# Spiegeldämmung



## RastaROCKET (31. Oktober 2003)

Hallo Fotofreunde,

ich hab vor kurzem noch eine Canon A1 geschenkt bekommen bei der jedoch die Spiegeldämmung zerbröckelt!
Nun mag ich nicht 10Meter für was weiss ich vieviel Kohle kaufen wenn ich nur knapp 4cm brauche!
Meine Frage: gibt es unter Euch ein par Bastler die so noch was zuhause rumfliegen haben, oder eine Ahnung haben wo ich so etwas herbekomme?

Porto und die Dämmung würde ich selbstverständlich auch bezahlen

Vielen Dank

Kristof


----------



## RastaROCKET (9. November 2003)

*Kann mir den wirklich keiner helfen?!*

Hallo noch mal!

Hat von Euch Freaks den keiner einen Streifen rumfliegen?
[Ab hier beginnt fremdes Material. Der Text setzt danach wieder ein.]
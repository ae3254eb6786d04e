// Pacman against every ghost
//
// Pacman is agent 0 and maximizes; ghosts 1..n minimize (or, under
// expectimax, move uniformly at random) in index order.

use log::info;
use rand::rngs::StdRng;
use rand::SeedableRng;

use crate::adversarial::{AdversarialSearch, Decision, SearchMode, TieBreak};
use crate::config::Config;
use crate::debug_logger::DecisionLog;
use crate::error::ConfigError;
use crate::evaluation::{EvaluationFn, Evaluator};
use crate::game::GameState;
use crate::types::AgentId;

/// Adversarial search agent for the single-Pacman game
#[derive(Debug)]
pub struct MultiAgentSearchAgent {
    search: AdversarialSearch,
    evaluation: EvaluationFn,
    rng: StdRng,
    log: DecisionLog,
}

impl MultiAgentSearchAgent {
    pub fn new(search: AdversarialSearch, evaluation: EvaluationFn) -> Self {
        MultiAgentSearchAgent {
            search,
            evaluation,
            rng: StdRng::from_os_rng(),
            log: DecisionLog::disabled(),
        }
    }

    /// Builds the agent from configuration, resolving the evaluation function
    ///
    /// Unknown or unimplemented evaluation names are rejected here, before any
    /// turn is played. The decision trace follows the `[debug]` section.
    pub fn from_config(config: &Config) -> Result<Self, ConfigError> {
        let search_config = &config.search;
        let evaluation = search_config.evaluation_fn()?;
        let search = AdversarialSearch::new(search_config.depth, search_config.mode)
            .with_tie_break(search_config.tie_break);

        let mut agent = MultiAgentSearchAgent::new(search, evaluation)
            .with_decision_log(config.decision_log());
        if let Some(seed) = search_config.seed {
            agent.rng = StdRng::seed_from_u64(seed);
        }
        Ok(agent)
    }

    pub fn minimax(depth: u32) -> Self {
        Self::new(
            AdversarialSearch::new(depth, SearchMode::Minimax),
            EvaluationFn::Score,
        )
    }

    pub fn alpha_beta(depth: u32) -> Self {
        Self::new(
            AdversarialSearch::new(depth, SearchMode::AlphaBeta),
            EvaluationFn::Score,
        )
    }

    pub fn expectimax(depth: u32) -> Self {
        Self::new(
            AdversarialSearch::new(depth, SearchMode::Expectimax),
            EvaluationFn::Score,
        )
    }

    pub fn with_tie_break(mut self, tie_break: TieBreak) -> Self {
        self.search = self.search.with_tie_break(tie_break);
        self
    }

    pub fn with_decision_log(mut self, log: DecisionLog) -> Self {
        self.log = log;
        self
    }

    pub fn search(&self) -> &AdversarialSearch {
        &self.search
    }

    /// Pacman's move, or `None` when Pacman has no legal move
    pub fn get_action<S: GameState>(&mut self, state: &S) -> Option<S::Move> {
        let evaluation = self.evaluation;
        self.decide_with(state, &evaluation).map(|decision| decision.action)
    }

    /// Full decision report using an injected evaluator
    pub fn decide_with<S, E>(&mut self, state: &S, evaluator: &E) -> Option<Decision<S::Move>>
    where
        S: GameState,
        E: Evaluator<S> + ?Sized,
    {
        let order: Vec<AgentId> = (0..state.num_agents()).collect();
        let decision = self.search.decide(state, &order, evaluator, &mut self.rng)?;

        let chosen = format!("{:?}", decision.action);
        info!(
            "{:?}: {} (value {}, {} nodes, {} cutoffs)",
            self.search.mode(),
            chosen,
            decision.value,
            decision.stats.nodes,
            decision.stats.cutoffs
        );
        self.log.record(
            0,
            policy_name(self.search.mode()),
            &chosen,
            Some(decision.value),
            Some(decision.stats),
        );
        Some(decision)
    }
}

fn policy_name(mode: SearchMode) -> &'static str {
    match mode {
        SearchMode::Minimax => "minimax",
        SearchMode::AlphaBeta => "alpha_beta",
        SearchMode::Expectimax => "expectimax",
    }
}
Oder gute Beziehungen zu einem Fachgeschäft ? 
Ich habe mittlerweile Canon angeschreiben und sämtliche Vertragswerkstätten! Meistens konnten sie mir nicht helfen oder wollten für einen Streifen unverschämte 10€! 
Ich hoffe Ihr habt doch was für mich!

Danke

Kristof


----------



## Vincent (11. November 2003)

Tut mir leid, sowas habe ich nicht. Ich kann mir aber schon vorstellen, dass ein netter Verkäufer eines wirklich guten Ladens dir da mal was abzwicken wird...


----------